Vekoma Graydon success story international Business


How to safely supply rollercoasters worldwide.

Vekoma is a global market leader in both large and small amusement rides. In the town of Vlodrop, in the Dutch province of Limburg, over 370 people - including 150 engineers, designers and service staff - work every day to design and build the highest quality amusement rides. Today, you can find Vekoma’s rollercoasters all over the world. From Alaska to Australia! A visit to the park Efteling, of course, isn’t complete without a ride on the Python or Villa Volta rides. But also, in the gigantic Polish theme park Energylandia, Vekoma’s rollercoasters are what brings in the masses. Nearly four million visitors in just two years’ time! Between 2016 and 2020, Vekoma sold ten rollercoasters to this one park.

Graydon at work

Building a rollercoaster, with all the technique and technology that entails, is a big project. A small ride might be completed in as little as 6 months, but for a large rollercoaster, the process can easily take a year or even two. On average, Vekoma supplies 20 rollercoasters per year, many of which to foreign clients. As said, the construction of rollercoasters is a long and costly process.

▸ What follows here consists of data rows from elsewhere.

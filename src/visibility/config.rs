//! Tunable tolerances for the radial sweep.

use crate::error::VisibilityError;
use num_traits::Float;

/// Tolerances used by [`visibility_polygon_with_config`](super::visibility_polygon_with_config).
///
/// The defaults suit pixel-scale scenes (coordinates in the hundreds).
/// Scale `weld_distance` with the coordinate range of the caller.
///
/// # Example
///
/// ```
/// use sightfield::visibility::VisibilityConfig;
///
/// let config: VisibilityConfig<f64> = VisibilityConfig::default()
///     .with_weld_distance(0.01)
///     .with_arc_samples(64);
/// assert!(config.validate().is_ok());
/// ```
#[derive(Debug, Clone, Copy, PartialEq)]
#[cfg_attr(feature = "serde", derive(serde::Serialize, serde::Deserialize))]
pub struct VisibilityConfig<F> {
    /// Angle in radians added to and subtracted from each endpoint ray.
    pub angle_jitter: F,
    /// Consecutive vertices strictly closer than this in both x and y are
    /// merged. Zero disables merging, so coincident vertices are all kept.
    pub weld_distance: F,
    /// Number of evenly spaced rays used to trace unoccluded arcs.
    ///
    /// Arc rays contribute where they reach the sight radius or stop on a
    /// segment extending past it. Zero restores the endpoint-only sweep.
    pub arc_samples: usize,
}

impl<F: Float> VisibilityConfig<F> {
    /// Sets the endpoint ray jitter.
    pub fn with_angle_jitter(mut self, angle_jitter: F) -> Self {
        self.angle_jitter = angle_jitter;
        self
    }

    /// Sets the vertex weld distance.
    pub fn with_weld_distance(mut self, weld_distance: F) -> Self {
        self.weld_distance = weld_distance;
        self
    }

    /// Sets the number of arc rays.
    pub fn with_arc_samples(mut self, arc_samples: usize) -> Self {
        self.arc_samples = arc_samples;
        self
    }

    /// Checks that every tolerance is usable.
    pub fn validate(&self) -> Result<(), VisibilityError> {
        if !self.angle_jitter.is_finite() || self.angle_jitter <= F::zero() {
            return Err(VisibilityError::InvalidConfig(
                "angle_jitter must be positive and finite",
            ));
        }
        if self.angle_jitter >= F::from(std::f64::consts::FRAC_PI_4).unwrap() {
            return Err(VisibilityError::InvalidConfig(
                "angle_jitter must be smaller than a quarter turn",
            ));
        }
        if !self.weld_distance.is_finite() || self.weld_distance < F::zero() {
            return Err(VisibilityError::InvalidConfig(
                "weld_distance must be non-negative and finite",
            ));
        }
        Ok(())
    }
}

impl<F: Float> Default for VisibilityConfig<F> {
    fn default() -> Self {
        Self {
            angle_jitter: F::from(1e-4).unwrap(),
            weld_distance: F::from(0.1).unwrap(),
            arc_samples: 32,
        }
    }
}
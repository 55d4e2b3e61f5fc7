//! Visibility polygons: what an observer can see past a set of opaque segments.
//!
//! Rays are cast from the observer toward every segment endpoint and every
//! point where a segment leaves the sight radius, nudged a little to either
//! side so that corners are passed cleanly, plus a ring of evenly spaced rays
//! for open space. Each ray stops at the nearest segment
//! or at the sight radius, and the hit points sorted by angle trace a
//! star-shaped polygon around the observer.
//!
//! # Example
//!
//! ```
//! use sightfield::bounds::Aabb2;
//! use sightfield::visibility::visibility_polygon;
//! use sightfield::Point2;
//!
//! // A closed room
//! let room = Aabb2::new(Point2::new(0.0_f64, 0.0), Point2::new(10.0, 10.0));
//!
//! let visible = visibility_polygon(Point2::new(5.0, 5.0), 100.0, &room.edges()).unwrap();
//!
//! // In an empty room, the entire room is visible
//! assert_eq!(visible.len(), 4);
//! assert!((visible.area() - 100.0).abs() < 0.1);
//!
//! // The fan is what a renderer or a fog-of-war lookup consumes
//! let triangles = visible.triangles();
//! assert_eq!(triangles.len(), 4);
//! ```

mod config;
mod fan;
mod polygon;
mod query;
mod sweep;

pub use config::VisibilityConfig;
pub use fan::{triangulate_fan, VisibilityTriangle};
pub use polygon::VisibilityPolygon;
pub use query::is_visible;
pub use sweep::{
    visibility_polygon, visibility_polygon_with_config, visibility_triangles,
    visibility_triangles_with_config,
};
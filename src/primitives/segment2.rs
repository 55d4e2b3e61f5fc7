//! 2D line segment type.

use super::{Point2, Vec2};
use num_traits::Float;

/// An opaque line segment defined by two endpoints.
///
/// Orientation carries no meaning for occlusion; `start` and `end` may be
/// given in either order.
#[derive(Debug, Clone, Copy, PartialEq)]
#[cfg_attr(feature = "serde", derive(serde::Serialize, serde::Deserialize))]
pub struct Segment2<F> {
    pub start: Point2<F>,
    pub end: Point2<F>,
}

impl<F: Float> Segment2<F> {
    /// Creates a new segment from two points.
    #[inline]
    pub fn new(start: Point2<F>, end: Point2<F>) -> Self {
        Self { start, end }
    }

    /// Creates a segment from coordinate pairs.
    #[inline]
    pub fn from_coords(x1: F, y1: F, x2: F, y2: F) -> Self {
        Self {
            start: Point2::new(x1, y1),
            end: Point2::new(x2, y2),
        }
    }

    /// Returns the direction vector from start to end.
    #[inline]
    pub fn direction(self) -> Vec2<F> {
        self.end - self.start
    }

    /// Returns the length of the segment.
    #[inline]
    pub fn length(self) -> F {
        self.start.distance(self.end)
    }

    /// Returns both endpoints.
    #[inline]
    pub fn endpoints(self) -> [Point2<F>; 2] {
        [self.start, self.end]
    }

    /// Computes the closest point on the segment to the given point.
    ///
    /// Returns a tuple of (closest_point, parameter_t) where t is in [0, 1].
    pub fn closest_point(self, p: Point2<F>) -> (Point2<F>, F) {
        let v = self.direction();
        let len_sq = v.magnitude_squared();

        // Degenerate segment (start == end)
        if len_sq <= F::epsilon() {
            return (self.start, F::zero());
        }

        let t = (p - self.start).dot(v) / len_sq;
        let t_clamped = t.max(F::zero()).min(F::one());

        (self.start.lerp(self.end, t_clamped), t_clamped)
    }

    /// Computes the distance from a point to this segment.
    #[inline]
    pub fn distance_to_point(self, p: Point2<F>) -> F {
        let (closest, _) = self.closest_point(p);
        p.distance(closest)
    }

    /// Returns `true` if the segment is degenerate (start equals end within epsilon).
    #[inline]
    pub fn is_degenerate(self, eps: F) -> bool {
        self.start.distance_squared(self.end) <= eps * eps
    }

    /// Returns `true` if both endpoints are finite.
    #[inline]
    pub fn is_finite(self) -> bool {
        self.start.is_finite() && self.end.is_finite()
    }

    /// Returns `true` if this segment and `other` cross at a single interior point.
    ///
    /// Touching at an endpoint or overlapping collinearly does not count.
    pub fn crosses(self, other: Self) -> bool {
        let d = self.direction();
        let e = other.direction();

        let d1 = e.cross(self.start - other.start);
        let d2 = e.cross(self.end - other.start);
        let d3 = d.cross(other.start - self.start);
        let d4 = d.cross(other.end - self.start);

        d1 * d2 < F::zero() && d3 * d4 < F::zero()
    }

    /// Intersects the segment with the circle of `radius` around `center`.
    ///
    /// Returns `(point, t)` pairs with `t` in [0, 1], ordered by `t`. A
    /// tangent segment yields a single point.
    pub fn intersect_circle(self, center: Point2<F>, radius: F) -> Vec<(Point2<F>, F)> {
        let d = self.direction();
        let oc = self.start - center;

        let a = d.magnitude_squared();
        if a <= F::epsilon() {
            return Vec::new();
        }
        let b = F::from(2.0).unwrap() * oc.dot(d);
        let c = oc.magnitude_squared() - radius * radius;

        let discriminant = b * b - F::from(4.0).unwrap() * a * c;
        if discriminant < F::zero() {
            return Vec::new();
        }

        let sqrt_disc = discriminant.sqrt();
        let two_a = F::from(2.0).unwrap() * a;
        let t1 = (-b - sqrt_disc) / two_a;
        let t2 = (-b + sqrt_disc) / two_a;

        let on_segment = |t: F| t >= F::zero() && t <= F::one();
        let mut results = Vec::with_capacity(2);
        if on_segment(t1) {
            results.push((self.start.lerp(self.end, t1), t1));
        }
        if on_segment(t2) && discriminant > F::epsilon() {
            results.push((self.start.lerp(self.end, t2), t2));
        }
        results
    }
}

impl<F: Float> From<(Point2<F>, Point2<F>)> for Segment2<F> {
    fn from((start, end): (Point2<F>, Point2<F>)) -> Self {
        Self::new(start, end)
    }
}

How does Vekoma limit the risks involved in dealing with orders of this size and with doing business abroad? We spoke to Peter van Bilsen, Division Manager Sales and Marketing, about just that.

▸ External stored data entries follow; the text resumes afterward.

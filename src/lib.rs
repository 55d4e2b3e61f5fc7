//! sightfield - 2D visibility polygons
//!
//! Computes what an observer can see past opaque line segments: the
//! star-shaped visibility polygon around a point, its triangle fan for
//! rendering and fog-of-war lookups, and direct line-of-sight tests.
//!
//! ```
//! use sightfield::{visibility_polygon, Point2, Segment2};
//!
//! let walls = [
//!     Segment2::from_coords(-5.0, -5.0, 5.0, -5.0),
//!     Segment2::from_coords(5.0, -5.0, 5.0, 5.0),
//!     Segment2::from_coords(5.0, 5.0, -5.0, 5.0),
//!     Segment2::from_coords(-5.0, 5.0, -5.0, -5.0),
//! ];
//!
//! let visible = visibility_polygon(Point2::origin(), 100.0, &walls).unwrap();
//! assert_eq!(visible.len(), 4);
//! assert!(visible.contains(Point2::new(4.0, -4.0)));
//! ```

pub mod bounds;
pub mod error;
pub mod io;
pub mod primitives;
pub mod visibility;

pub use error::VisibilityError;
pub use primitives::{Point2, Ray2, Segment2, Vec2};
pub use visibility::{
    is_visible, triangulate_fan, visibility_polygon, visibility_polygon_with_config,
    visibility_triangles, visibility_triangles_with_config, VisibilityConfig, VisibilityPolygon,
    VisibilityTriangle,
};
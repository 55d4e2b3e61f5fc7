//! 2D point type.

use super::Vec2;
use num_traits::Float;
use std::ops::{Add, Sub};

/// A position in the plane.
///
/// Generic over floating-point types (`f32` or `f64`).
#[derive(Debug, Clone, Copy, PartialEq)]
#[cfg_attr(feature = "serde", derive(serde::Serialize, serde::Deserialize))]
pub struct Point2<F> {
    pub x: F,
    pub y: F,
}

impl<F: Float> Point2<F> {
    /// Creates a new point.
    #[inline]
    pub fn new(x: F, y: F) -> Self {
        Self { x, y }
    }

    /// Returns the point at (0, 0).
    #[inline]
    pub fn origin() -> Self {
        Self {
            x: F::zero(),
            y: F::zero(),
        }
    }

    /// Returns the squared distance to another point.
    #[inline]
    pub fn distance_squared(self, other: Self) -> F {
        (other - self).magnitude_squared()
    }

    /// Returns the distance to another point.
    #[inline]
    pub fn distance(self, other: Self) -> F {
        self.distance_squared(other).sqrt()
    }

    /// Returns the point halfway between `self` and `other`.
    #[inline]
    pub fn midpoint(self, other: Self) -> Self {
        self.lerp(other, F::from(0.5).unwrap())
    }

    /// Linearly interpolates between `self` and `other`.
    #[inline]
    pub fn lerp(self, other: Self, t: F) -> Self {
        self + (other - self) * t
    }

    /// Returns the angle of `self - from`, in `(-π, π]`.
    #[inline]
    pub fn angle_from(self, from: Self) -> F {
        let d = self - from;
        d.y.atan2(d.x)
    }

    /// Returns `true` if both coordinates are finite.
    #[inline]
    pub fn is_finite(self) -> bool {
        self.x.is_finite() && self.y.is_finite()
    }
}

impl<F: Float> Sub for Point2<F> {
    type Output = Vec2<F>;

    #[inline]
    fn sub(self, other: Self) -> Vec2<F> {
        Vec2::new(self.x - other.x, self.y - other.y)
    }
}

impl<F: Float> Add<Vec2<F>> for Point2<F> {
    type Output = Self;

    #[inline]
    fn add(self, v: Vec2<F>) -> Self {
        Self {
            x: self.x + v.x,
            y: self.y + v.y,
        }
    }
}

impl<F: Float> Sub<Vec2<F>> for Point2<F> {
    type Output = Self;

    #[inline]
    fn sub(self, v: Vec2<F>) -> Self {
        Self {
            x: self.x - v.x,
            y: self.y - v.y,
        }
    }
}

impl<F: Float> From<(F, F)> for Point2<F> {
    fn from((x, y): (F, F)) -> Self {
        Self::new(x, y)
    }
}

#[cfg(test)]
mod tests {
    use super::*;
    use approx::assert_relative_eq;

    #[test]
    fn test_distance() {
        let a: Point2<f64> = Point2::new(1.0, 1.0);
        let b = Point2::new(4.0, 5.0);
        assert_eq!(a.distance_squared(b), 25.0);
        assert_eq!(a.distance(b), 5.0);
    }

    #[test]
    fn test_midpoint_and_lerp() {
        let a: Point2<f64> = Point2::new(0.0, 0.0);
        let b = Point2::new(10.0, -4.0);
        assert_eq!(a.midpoint(b), Point2::new(5.0, -2.0));
        assert_eq!(a.lerp(b, 0.25), Point2::new(2.5, -1.0));
    }

    #[test]
    fn test_angle_from() {
        let o: Point2<f64> = Point2::new(1.0, 1.0);
        assert_relative_eq!(Point2::new(2.0, 1.0).angle_from(o), 0.0);
        assert_relative_eq!(
            Point2::new(1.0, 2.0).angle_from(o),
            std::f64::consts::FRAC_PI_2
        );
        assert_relative_eq!(Point2::new(0.0, 1.0).angle_from(o), std::f64::consts::PI);
    }

    #[test]
    fn test_vector_arithmetic() {
        let p: Point2<f64> = Point2::new(3.0, 4.0);
        let v = Vec2::new(1.0, -1.0);
        assert_eq!(p + v, Point2::new(4.0, 3.0));
        assert_eq!(p - v, Point2::new(2.0, 5.0));
        assert_eq!(p - Point2::origin(), Vec2::new(3.0, 4.0));
    }

    #[test]
    fn test_is_finite() {
        assert!(Point2::new(1.0_f64, -2.0).is_finite());
        assert!(!Point2::new(f64::NAN, 0.0).is_finite());
        assert!(!Point2::new(0.0, f32::INFINITY).is_finite());
    }
}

Vekoma and international business

“Our focus has been the international market for a long time already. We have many existing clients, including some that we’ve had a relationship with for decades. Around 70 to 80 % of our clients are regulars. That is of course a good thing, but we also work hard to bind new clients to us.”
Vekoma takes a proactive approach to the market. “We visit one foreign client or another about once month. On the one hand we take an active market approach. Meaning, we regularly attend exhibits and fairs and participate in tenders. On the other hand, because of our brand reputation, we also receive a lot of enquiries.”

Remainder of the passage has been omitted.